Edgar Lucian Malvaney (1896–1970) was an architect in Jackson, Mississippi. He designed many buildings, including several listed on the National Register of Historic Places including the War Memorial Building, which is listed on the National Register of Historic Places in Hinds County as a contributing property to the Old Capitol. Malvaney worked for Theodore Link, C. H. Lindley and was involved in a partnership with his cousin Emmett J. Hull before opening his own firm.

Malvaney was born in Jackson, Mississippi.
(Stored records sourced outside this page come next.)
//! Filename to title inference.
//!
//! The parser is pure and total: any stem yields a [`ParsedTitle`], in the
//! worst case the normalized stem itself with no year.
//!
//! Year tie-break:
//! - When the name carries technical tags (`1080p`, `BluRay`, `x264`, ...) the
//!   year is the last year-shaped token before the first tag, or failing that
//!   the last year-shaped token anywhere.
//! - Without technical tags only a bracketed year (`(1999)`) is taken. A bare
//!   trailing number stays in the title, so `Blade Runner 2049` is left alone.
//! - A year-shaped first token is never a year: `2012` is the title.

/// Tag vocabulary.
pub mod rules;

use mediascout_model::ParsedTitle;
use once_cell::sync::Lazy;
use tracing::debug;

pub use rules::{TagKind, TagRule, TagRules};
use rules::year_token;

static DEFAULT_PARSER: Lazy<TitleParser> = Lazy::new(TitleParser::default);

/// Parse a filename stem with the built-in tag vocabulary.
pub fn parse(stem: &str) -> ParsedTitle {
    DEFAULT_PARSER.parse(stem)
}

/// Infers a title and year from a filename stem.
#[derive(Debug, Clone, Default)]
pub struct TitleParser {
    rules: TagRules,
}

impl TitleParser {
    /// A parser using the built-in tag vocabulary.
    pub fn new() -> Self {
        Self::default()
    }

    /// A parser using a custom tag vocabulary.
    pub fn with_rules(rules: TagRules) -> Self {
        Self { rules }
    }

    /// The tag vocabulary in use.
    pub fn rules(&self) -> &TagRules {
        &self.rules
    }

    /// Infer a title and year. Never fails.
    pub fn parse(&self, stem: &str) -> ParsedTitle {
        let normalized = normalize_separators(stem);
        let tokens: Vec<&str> = normalized.split(' ').collect();
        let first_tag = tokens
            .iter()
            .position(|token| self.rules.classify(token).is_some());

        if let Some((year_idx, year)) = pick_year(&tokens, first_tag) {
            let cut = first_tag.map_or(year_idx, |tag| tag.min(year_idx));
            let title = join_title(&tokens[..cut]);
            if !title.is_empty() {
                return ParsedTitle::new(title, Some(year));
            }
            debug!(
                stem,
                year, "year candidate would empty the title, keeping it"
            );
        }

        let title = join_title(&tokens[..first_tag.unwrap_or(tokens.len())]);
        if title.is_empty() {
            return ParsedTitle::new(normalized, None);
        }
        ParsedTitle::new(title, None)
    }
}

/// `.` `_` and whitespace runs become single spaces.
pub fn normalize_separators(stem: &str) -> String {
    stem.split(|c: char| c == '.' || c == '_' || c.is_whitespace())
        .filter(|part| !part.is_empty())
        .collect::<Vec<_>>()
        .join(" ")
}

fn pick_year(
    tokens: &[&str],
    first_tag: Option<usize>,
) -> Option<(usize, u16)> {
    // The first token is never a year: something has to remain as the title.
    let candidates: Vec<_> = tokens
        .iter()
        .enumerate()
        .skip(1)
        .filter_map(|(idx, token)| year_token(token).map(|y| (idx, y)))
        .collect();

    let chosen = match first_tag {
        Some(tag) => candidates
            .iter()
            .rev()
            .find(|(idx, _)| *idx < tag)
            .or_else(|| candidates.last()),
        None => candidates.iter().rev().find(|(_, y)| y.bracketed),
    };

    chosen.map(|(idx, y)| (*idx, y.year))
}

fn join_title(tokens: &[&str]) -> String {
    tokens
        .join(" ")
        .trim_end_matches(|c: char| {
            c.is_whitespace()
                || matches!(c, '-' | '–' | ',' | ':' | ';' | '(' | '[' | '{' | '+' | '~')
        })
        .trim_start_matches(|c: char| c.is_whitespace() || c == '-')
        .to_string()
}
He spent one year at Mississippi A & M University before joining the American Expeditionary Force during World War I and serving in France and going over to France to fight during WWI. He continued his studies there before returning to Jackson in 1919. He received an architecture degree from Washington University in St. Louis in 1922. He partnered with Hull at Hull & Malvaney in 1926 and opened his own firm in 1931.

He designed several schools, hospitals, government buildings, and commercial buildings.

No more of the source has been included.